Consapevole che non avrei potuto vivere per sempre solo di basket, decisi poi di rientrare a Cagliari dove mi attesero prima la Virtus Cagliari (A2) e l’anno successivo l’Astro Cagliari (A2), insieme ad altri progetti socio-educativi compresa
l’attività di Istruttrice di Mini Basket. Anche quest’ultima società divenne il mio punto di riferimento, il te (Basket) sano e genuino che intendo io. Qui rincontrai, con immenso piacere e ammirazione, Sabrina Pacilio, con la quale ci conoscemmo già al Cus Cagliari, ma anche la mitica Tatiana Martellini, Alessandra Ganga con la sua
spontaneità disarmante (totalmente in positivo) e conobbi l’immensa Pat Marcello, forse la giocatrice più forte con la quale abbia mai giocato insieme ad Ana Ljubenovic. Durante questa speciale esperienza conobbi da più vicino anche il coach Carlo Zedda e finalmente riuscii ad assistere alle sorprendenti magie di Ermanno Iaci.

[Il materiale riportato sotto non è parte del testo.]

use serde::{Deserialize, Serialize};
use serde_json::{Map, Value};

/// Message role in conversation
#[derive(Debug, Clone, Copy, Serialize, Deserialize, PartialEq, Eq)]
#[serde(rename_all = "lowercase")]
pub enum Role {
    System,
    User,
    Assistant,
    Tool,
}

impl Role {
    pub fn as_str(&self) -> &'static str {
        match self {
            Role::System => "system",
            Role::User => "user",
            Role::Assistant => "assistant",
            Role::Tool => "tool",
        }
    }
}

/// Tool call request from LLM
#[derive(Debug, Clone, PartialEq, Serialize, Deserialize)]
pub struct ToolCall {
    pub id: String,
    pub function_name: String,
    /// Either a JSON object or a JSON-encoded string, as sent by the endpoint
    pub arguments: Value,
}

impl ToolCall {
    pub fn new(id: &str, function_name: &str, arguments: Value) -> Self {
        Self {
            id: id.to_string(),
            function_name: function_name.to_string(),
            arguments,
        }
    }

    /// Normalize arguments into a JSON object.
    ///
    /// A string payload is parsed as JSON; `null` and the empty string count as
    /// "no arguments". Anything that does not end up as an object is an error.
    pub fn normalized_arguments(&self) -> Result<Map<String, Value>, String> {
        normalize_arguments(&self.arguments)
    }
}

pub(crate) fn normalize_arguments(raw: &Value) -> Result<Map<String, Value>, String> {
    match raw {
        Value::Object(map) => Ok(map.clone()),
        Value::Null => Ok(Map::new()),
        Value::String(s) if s.trim().is_empty() => Ok(Map::new()),
        Value::String(s) => match serde_json::from_str::<Value>(s) {
            Ok(Value::Object(map)) => Ok(map),
            Ok(other) => Err(format!("expected a JSON object, got {}", type_name(&other))),
            Err(e) => Err(format!("arguments are not valid JSON: {}", e)),
        },
        other => Err(format!("expected a JSON object, got {}", type_name(other))),
    }
}

fn type_name(value: &Value) -> &'static str {
    match value {
        Value::Null => "null",
        Value::Bool(_) => "a boolean",
        Value::Number(_) => "a number",
        Value::String(_) => "a string",
        Value::Array(_) => "an array",
        Value::Object(_) => "an object",
    }
}

/// Conversation message
///
/// A `tool` message always carries the tool name and the call id it answers.
/// An `assistant` message that requests tools carries `tool_calls` and no content.
#[derive(Debug, Clone, PartialEq, Serialize, Deserialize)]
pub struct Message {
    pub role: Role,
    #[serde(default, skip_serializing_if = "Option::is_none")]
    pub content: Option<String>,
    #[serde(default, skip_serializing_if = "Option::is_none")]
    pub tool_calls: Option<Vec<ToolCall>>,
    #[serde(default, skip_serializing_if = "Option::is_none")]
    pub name: Option<String>,
    #[serde(default, skip_serializing_if = "Option::is_none")]
    pub tool_call_id: Option<String>,
}

impl Message {
    fn text(role: Role, text: &str) -> Self {
        Self {
            role,
            content: Some(text.to_string()),
            tool_calls: None,
            name: None,
            tool_call_id: None,
        }
    }

    pub fn system(text: &str) -> Self {
        Self::text(Role::System, text)
    }

    pub fn user(text: &str) -> Self {
        Self::text(Role::User, text)
    }

    pub fn assistant(text: &str) -> Self {
        Self::text(Role::Assistant, text)
    }

    /// Assistant message requesting a single tool call
    pub fn assistant_tool_call(call: ToolCall) -> Self {
        Self {
            role: Role::Assistant,
            content: None,
            tool_calls: Some(vec![call]),
            name: None,
            tool_call_id: None,
        }
    }

    pub fn tool(tool_call_id: &str, name: &str, output: &str) -> Self {
        Self {
            role: Role::Tool,
            content: Some(output.to_string()),
            tool_calls: None,
            name: Some(name.to_string()),
            tool_call_id: Some(tool_call_id.to_string()),
        }
    }
}

/// Tool schema for LLM function calling
#[derive(Debug, Clone, Serialize, Deserialize)]
pub struct ToolSchema {
    pub name: String,
    pub description: String,
    /// JSON Schema for tool parameters
    pub input_schema: Value,
}

/// Token usage info
#[derive(Debug, Clone, Default, PartialEq, Serialize, Deserialize)]
pub struct Usage {
    pub input_tokens: u32,
    pub output_tokens: u32,
}

impl Usage {
    pub fn total(&self) -> u32 {
        self.input_tokens.saturating_add(self.output_tokens)
    }
}

/// Generation options sent alongside the history
#[derive(Debug, Clone)]
pub struct GenerateConfig {
    pub model: String,
    pub max_tokens: u32,
    pub temperature: f32,
    pub top_p: f32,
}

impl Default for GenerateConfig {
    fn default() -> Self {
        Self {
            model: String::new(),
            max_tokens: 128,
            temperature: 0.8,
            top_p: 0.9,
        }
    }
}

/// Decoded chat completion
#[derive(Debug, Clone, PartialEq)]
pub struct ChatResponse {
    pub message: String,
    pub tool_calls: Vec<ToolCall>,
    pub finish_reason: Option<String>,
    pub usage: Option<Usage>,
}

impl ChatResponse {
    pub fn text(message: &str) -> Self {
        Self {
            message: message.to_string(),
            tool_calls: Vec::new(),
            finish_reason: Some("stop".to_string()),
            usage: None,
        }
    }

    pub fn with_tool_calls(tool_calls: Vec<ToolCall>) -> Self {
        Self {
            message: String::new(),
            tool_calls,
            finish_reason: Some("tool_calls".to_string()),
            usage: None,
        }
    }

    pub fn has_tool_calls(&self) -> bool {
        !self.tool_calls.is_empty()
    }
}

/// Model identifier as reported by the endpoint
#[derive(Debug, Clone, PartialEq, Eq, Serialize, Deserialize)]
pub struct ModelInfo {
    pub id: String,
    #[serde(default, skip_serializing_if = "Option::is_none")]
    pub owned_by: Option<String>,
}

#[derive(Debug, Clone, PartialEq)]
pub struct ModelListResponse {
    pub models: Vec<ModelInfo>,
}

/// Decoded endpoint payload; exactly one shape per payload
#[derive(Debug, Clone, PartialEq)]
pub enum ApiResponse {
    Chat(ChatResponse),
    ModelList(ModelListResponse),
}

Dopo il matrimonio con Daniele sono arrivati Amelia (2017) e Giacomo (2018), e mi chiedo sempre se si appassioneranno al basket quanto me. Di certo, da istruttrice mini basket, il mio obiettivo è quello di restituire ilDono meraviglioso di te che mi è stato regalato e anche affidato tanto tempo fa.
Sono tornata a giocare anche dopo le due gravidanze, a 31 anni suonati, sempre col Sant’Orsola, e ho avuto ancora una volta il gusto autentico e originale del Basket. Perché non importa quanti e quali obiettivi raggiungi, è nel modo in cui ti senti nel raggiungerli, mantenendo la propria umiltà e semplicità, che si riesce ad apprezzare questo sport.